D’après Misikir Corhay, délégué CGSP, cela crée un sentiment de culpabilité chez les pompiers-ambulanciers. "On doit vivre dans un climat anxiogène et, vu la pénurie, on se sent presque coupable de mettre un masque ou de demander un test qui pourrait servir à une infirmière. On se sent à moitié légitime alors que cela ne devrait pas être le cas. On ne devrait pas se sentir coupable de demander du matériel de protection", estime le pompier liégeois.

"Je suis vraiment fâché contre le fédéral qui ne nous donne rien"

Certaines zones de secours ont reçu du matériel des provinces ou d’entreprises. Mais quasiment rien des autorités fédérales. "Je viens de recevoir du gel hydroalcoolique et des masques de sociétés privées.
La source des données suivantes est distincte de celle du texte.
//! Newline-delimited JSON transport.
//!
//! One message per line. Used for the binary's stdio pipes, but works over
//! any `AsyncRead`/`AsyncWrite` pair.

// ============================================================================
// Imports
// ============================================================================

use async_trait::async_trait;
use tokio::io::{AsyncBufReadExt, AsyncRead, AsyncWrite, AsyncWriteExt, BufReader};
use tracing::trace;

use crate::error::Result;

use super::{TransportReader, TransportWriter};

// ============================================================================
// PipeReader
// ============================================================================

/// Reads newline-delimited messages.
///
/// Blank lines are skipped. Invalid UTF-8 is replaced rather than treated as
/// a read error, so one corrupt line only costs that line.
pub struct PipeReader<R> {
    inner: BufReader<R>,
    buf: Vec<u8>,
}

impl<R: AsyncRead + Unpin + Send> PipeReader<R> {
    /// Wraps a reader.
    #[must_use]
    pub fn new(reader: R) -> Self {
        Self {
            inner: BufReader::new(reader),
            buf: Vec::with_capacity(4096),
        }
    }
}

#[async_trait]
impl<R: AsyncRead + Unpin + Send> TransportReader for PipeReader<R> {
    async fn read_frame(&mut self) -> Result<Option<String>> {
        loop {
            // Partial lines stay in `buf` if this future is dropped mid-read.
            let n = self.inner.read_until(b'\n', &mut self.buf).await?;
            if n == 0 && self.buf.is_empty() {
                return Ok(None);
            }

            let line = String::from_utf8_lossy(&self.buf).trim().to_string();
            self.buf.clear();
            if line.is_empty() {
                if n == 0 {
                    return Ok(None);
                }
                continue;
            }

            trace!(len = line.len(), "Read line");
            return Ok(Some(line));
        }
    }
}

// ============================================================================
// PipeWriter
// ============================================================================

/// Writes one message per line and flushes after each.
pub struct PipeWriter<W> {
    inner: Option<W>,
}

impl<W: AsyncWrite + Unpin + Send> PipeWriter<W> {
    /// Wraps a writer.
    #[must_use]
    pub fn new(writer: W) -> Self {
        Self {
            inner: Some(writer),
        }
    }
}

#[async_trait]
impl<W: AsyncWrite + Unpin + Send> TransportWriter for PipeWriter<W> {
    async fn write_frame(&mut self, frame: &str) -> Result<()> {
        let Some(writer) = self.inner.as_mut() else {
            return Err(crate::error::Error::ConnectionClosed);
        };

        let mut line = String::with_capacity(frame.len() + 1);
        line.push_str(frame);
        line.push('\n');

        writer.write_all(line.as_bytes()).await?;
        writer.flush().await?;
        Ok(())
    }

    async fn close(&mut self) -> Result<()> {
        if let Some(mut writer) = self.inner.take() {
            writer.shutdown().await?;
        }
        Ok(())
    }
}

// ============================================================================
// Tests
// ============================================================================
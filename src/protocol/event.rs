//! Event message types.
//!
//! Events are unsolicited notifications sent from the remote end to the
//! local end. They carry no correlation `id`.
//!
//! # Event Types
//!
//! | Method | Parsed as |
//! |--------|-----------|
//! | `vibium:ready` | [`ParsedEvent::Ready`] |
//! | `network.beforeRequestSent` | [`ParsedEvent::NetworkBeforeRequestSent`] |
//! | `browsingContext.userPromptOpened` | [`ParsedEvent::UserPromptOpened`] |
//! | anything else | [`ParsedEvent::Unknown`] |

// ============================================================================
// Imports
// ============================================================================

use rustc_hash::FxHashMap;
use serde::{Deserialize, Serialize};
use serde_json::{Map, Value};

use crate::identifiers::ContextId;

// ============================================================================
// Constants
// ============================================================================

/// Method of the readiness event emitted once the remote end has initialized.
pub const READY_METHOD: &str = "vibium:ready";

/// Method of console/log events, whose context lives under `source`.
const LOG_ENTRY_ADDED: &str = "log.entryAdded";

// ============================================================================
// Event
// ============================================================================

/// An event notification from remote end to local end.
///
/// # Format
///
/// ```json
/// {
///   "method": "module.eventName",
///   "params": { ... }
/// }
/// ```
#[derive(Debug, Clone, PartialEq, Serialize, Deserialize)]
pub struct Event {
    /// Event name in `module.eventName` format.
    pub method: String,

    /// Event-specific data. Missing params decode as an empty object.
    #[serde(default = "empty_params")]
    pub params: Value,
}

fn empty_params() -> Value {
    Value::Object(Map::new())
}

impl Event {
    /// Creates an event.
    #[inline]
    #[must_use]
    pub fn new(method: impl Into<String>, params: Value) -> Self {
        Self {
            method: method.into(),
            params,
        }
    }

    /// Returns the module name from the method.
    ///
    /// ```ignore
    /// let event = Event::new("browsingContext.load", json!({}));
    /// assert_eq!(event.module(), "browsingContext");
    /// ```
    #[inline]
    #[must_use]
    pub fn module(&self) -> &str {
        self.method.split('.').next().unwrap_or_default()
    }

    /// Returns the event name from the method.
    #[inline]
    #[must_use]
    pub fn event_name(&self) -> &str {
        self.method.split_once('.').map(|(_, name)| name).unwrap_or_default()
    }

    /// Returns `true` for the readiness sentinel.
    #[inline]
    #[must_use]
    pub fn is_ready(&self) -> bool {
        self.method == READY_METHOD
    }

    /// Returns the browsing context this event belongs to, if any.
    ///
    /// `log.entryAdded` carries its context under `params.source.context`;
    /// every other event uses `params.context`.
    #[must_use]
    pub fn context(&self) -> Option<&str> {
        let direct = self.params.get("context").and_then(Value::as_str);
        if self.method == LOG_ENTRY_ADDED {
            return self
                .params
                .get("source")
                .and_then(|s| s.get("context"))
                .and_then(Value::as_str)
                .or(direct);
        }
        direct
    }

    /// Returns `true` if this event is addressed to `context`, or carries no
    /// context at all.
    #[inline]
    #[must_use]
    pub fn belongs_to(&self, context: &ContextId) -> bool {
        self.context().is_none_or(|c| c == context.as_str())
    }

    /// Parses the event into a typed variant.
    #[must_use]
    pub fn parse(&self) -> ParsedEvent {
        match self.method.as_str() {
            READY_METHOD => ParsedEvent::Ready,

            "network.beforeRequestSent" => {
                let request = self.params.get("request").cloned().unwrap_or(Value::Null);
                ParsedEvent::NetworkBeforeRequestSent {
                    context: self.get_optional_string("context"),
                    is_blocked: self
                        .params
                        .get("isBlocked")
                        .and_then(Value::as_bool)
                        .unwrap_or(false),
                    request_id: str_field(&request, "request"),
                    url: str_field(&request, "url"),
                    method: request
                        .get("method")
                        .and_then(Value::as_str)
                        .unwrap_or("GET")
                        .to_string(),
                    headers: parse_headers(request.get("headers")),
                }
            }

            "browsingContext.userPromptOpened" => ParsedEvent::UserPromptOpened {
                context: self.get_string("context"),
                prompt_type: self.get_string_or("type", "alert"),
                message: self.get_string("message"),
                default_value: self.get_optional_string("defaultValue"),
            },

            _ => ParsedEvent::Unknown {
                method: self.method.clone(),
                params: self.params.clone(),
            },
        }
    }

    /// Gets a string from params.
    #[inline]
    fn get_string(&self, key: &str) -> String {
        str_field(&self.params, key)
    }

    /// Gets a string from params with default.
    #[inline]
    fn get_string_or(&self, key: &str, default: &str) -> String {
        self.params
            .get(key)
            .and_then(Value::as_str)
            .unwrap_or(default)
            .to_string()
    }

    /// Gets an optional string from params.
    #[inline]
    fn get_optional_string(&self, key: &str) -> Option<String> {
        self.params
            .get(key)
            .and_then(Value::as_str)
            .map(str::to_string)
    }
}

// ============================================================================
// ParsedEvent
// ============================================================================

/// Parsed event types for type-safe handling.
#[derive(Debug, Clone, PartialEq)]
pub enum ParsedEvent {
    /// Remote end finished initializing.
    Ready,

    /// Network request about to be sent.
    NetworkBeforeRequestSent {
        /// Browsing context that issued the request.
        context: Option<String>,
        /// Whether the request is paused by an intercept.
        is_blocked: bool,
        /// Request ID.
        request_id: String,
        /// Request URL.
        url: String,
        /// HTTP method.
        method: String,
        /// Request headers, flattened to `name -> value`.
        headers: FxHashMap<String, String>,
    },

    /// A user prompt (alert, confirm, prompt, beforeunload) opened.
    UserPromptOpened {
        /// Browsing context showing the prompt.
        context: String,
        /// Prompt type.
        prompt_type: String,
        /// Prompt message.
        message: String,
        /// Default value for `prompt` dialogs.
        default_value: Option<String>,
    },

    /// Unknown event type.
    Unknown {
        /// Event method.
        method: String,
        /// Event params.
        params: Value,
    },
}

// ============================================================================
// Helpers
// ============================================================================

fn str_field(value: &Value, key: &str) -> String {
    value
        .get(key)
        .and_then(Value::as_str)
        .unwrap_or_default()
        .to_string()
}

/// Flattens BiDi headers (`[{name, value: {type, value}}]`) into a map.
fn parse_headers(headers: Option<&Value>) -> FxHashMap<String, String> {
    let Some(Value::Array(entries)) = headers else {
        return FxHashMap::default();
    };

    entries
        .iter()
        .filter_map(|entry| {
            let name = entry.get("name")?.as_str()?;
            let value = match entry.get("value")? {
                Value::String(s) => s.clone(),
                other => other.get("value")?.as_str()?.to_string(),
            };
            Some((name.to_string(), value))
        })
        .collect()
}

// ============================================================================
// Tests
// ============================================================================

#[cfg(test)]
mod tests {
    use super::*;

    use serde_json::json;

    #[test]
    fn test_event_module_and_name() {
        let event = Event::new("browsingContext.load", json!({}));
        assert_eq!(event.module(), "browsingContext");
        assert_eq!(event.event_name(), "load");

        let event = Event::new("vibium:ws.created", json!({}));
        assert_eq!(event.module(), "vibium:ws");
        assert_eq!(event.event_name(), "created");
    }

    #[test]
    fn test_event_missing_params() {
        let event: Event = serde_json::from_str(r#"{"method": "x.y"}"#).expect("parse");
        assert_eq!(event.params, json!({}));
    }

    #[test]
    fn test_ready_sentinel() {
        let event = Event::new(READY_METHOD, json!({}));
        assert!(event.is_ready());
        assert_eq!(event.parse(), ParsedEvent::Ready);
    }

    #[test]
    fn test_context_direct() {
        let event = Event::new("browsingContext.load", json!({"context": "A"}));
        assert_eq!(event.context(), Some("A"));
        assert!(event.belongs_to(&ContextId::new("A")));
        assert!(!event.belongs_to(&ContextId::new("B")));
    }

    #[test]
    fn test_context_log_entry_uses_source() {
        let event = Event::new(
            "log.entryAdded",
            json!({"type": "console", "source": {"context": "B"}}),
        );
        assert_eq!(event.context(), Some("B"));
    }

    #[test]
    fn test_context_absent_belongs_to_everyone() {
        let event = Event::new("x.y", json!({"v": 1}));
        assert_eq!(event.context(), None);
        assert!(event.belongs_to(&ContextId::new("anything")));
    }

    #[test]
    fn test_before_request_sent_parsing() {
        let event = Event::new(
            "network.beforeRequestSent",
            json!({
                "context": "ctx",
                "isBlocked": true,
                "request": {
                    "request": "req-1",
                    "url": "https://example.com/api",
                    "method": "POST",
                    "headers": [
                        {"name": "Accept", "value": {"type": "string", "value": "*/*"}}
                    ]
                }
            }),
        );

        match event.parse() {
            ParsedEvent::NetworkBeforeRequestSent {
                context,
                is_blocked,
                request_id,
                url,
                method,
                headers,
            } => {
                assert_eq!(context.as_deref(), Some("ctx"));
                assert!(is_blocked);
                assert_eq!(request_id, "req-1");
                assert_eq!(url, "https://example.com/api");
                assert_eq!(method, "POST");
                assert_eq!(headers.get("Accept").map(String::as_str), Some("*/*"));
            }
            other => panic!("unexpected parsed event: {other:?}"),
        }
    }

    #[test]
    fn test_user_prompt_parsing() {
        let event = Event::new(
            "browsingContext.userPromptOpened",
            json!({"context": "c", "type": "prompt", "message": "Name?", "defaultValue": "x"}),
        );

        match event.parse() {
            ParsedEvent::UserPromptOpened {
                prompt_type,
                message,
                default_value,
                ..
            } => {
                assert_eq!(prompt_type, "prompt");
                assert_eq!(message, "Name?");
                assert_eq!(default_value.as_deref(), Some("x"));
            }
            other => panic!("unexpected parsed event: {other:?}"),
        }
    }

    #[test]
    fn test_unknown_event() {
        let event = Event::new("custom.unknownEvent", json!({"foo": "bar"}));
        match event.parse() {
            ParsedEvent::Unknown { method, .. } => assert_eq!(method, "custom.unknownEvent"),
            other => panic!("expected Unknown variant, got {other:?}"),
        }
    }
}
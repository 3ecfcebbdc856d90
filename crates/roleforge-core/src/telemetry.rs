//! Tracing setup shared by `roleforge` and `roleforged`.
//!
//! Log lines always go to stderr: `roleforge` prints tables and JSON on
//! stdout and those must stay parseable.

use tracing::Level;
use tracing_subscriber::layer::SubscriberExt;
use tracing_subscriber::util::SubscriberInitExt;
use tracing_subscriber::{fmt, EnvFilter, Layer, Registry};

/// Filter directives read before `RUST_LOG`.
pub const ENV_LOG: &str = "ROLEFORGE_LOG";

/// Filter from `ROLEFORGE_LOG`, then `RUST_LOG`, then `level`.
fn log_filter(level: Level) -> EnvFilter {
    EnvFilter::try_from_env(ENV_LOG)
        .or_else(|_| EnvFilter::try_from_default_env())
        .unwrap_or_else(|_| EnvFilter::new(level.as_str()))
}

fn stderr_layer(json: bool) -> Box<dyn Layer<Registry> + Send + Sync> {
    let layer = fmt::layer().with_target(false).with_writer(std::io::stderr);
    if json {
        layer.json().boxed()
    } else {
        layer.boxed()
    }
}

/// Install the process-wide subscriber. Later calls are no-ops.
pub fn init_tracing(json: bool, level: Level) {
    tracing_subscriber::registry()
        .with(stderr_layer(json))
        .with(log_filter(level))
        .try_init()
        .ok();
}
Mais le gouvernement n’est pas capable de nous donner les moyens de protection. Aujourd’hui, je suis vraiment fâché. C'est la sixième fois que le fédéral me demande ce dont nous avons besoin et je ne reçois rien. Ce sont les zones de secours qui doivent fournir le matériel. C'est le monde à l'envers", lance avec révolte Marc Gilbert, commandant de la zone de secours Val de Sambre, en province de Namur.

"Les masques FFP2 ne sont obligatoires que s'il y a un acte médical à 50 cm du patient, comme une intubation. C'est scandaleux. C'est comme si lors d'un incendie, on vous disait, je vous donne de l'eau que quand ça brûle vraiment. Cela me hérisse, je vois des choses aberrantes", s’énerve-t-il. 

Selon Marc Gilbert, un sentiment de révolte anime les pompiers qui ne se sentent pas soutenus par le gouvernement fédéral. "Et ils ne sont pas les seuls. Des infirmiers et des kinés à domicile, qui doivent travailler sans protection à cause de la pénurie, sont venus chez moi en pleurs. J'avais un stock de masques que j'ai distribués. Ce sont comme des combattants sans fusil. Cela me dégoûte", confie le commandant. "Et ce ne sera pas fini avec le déconfinement. Je suis certain qu'il y aura une deuxième vague. C'est de l'inconscience pure."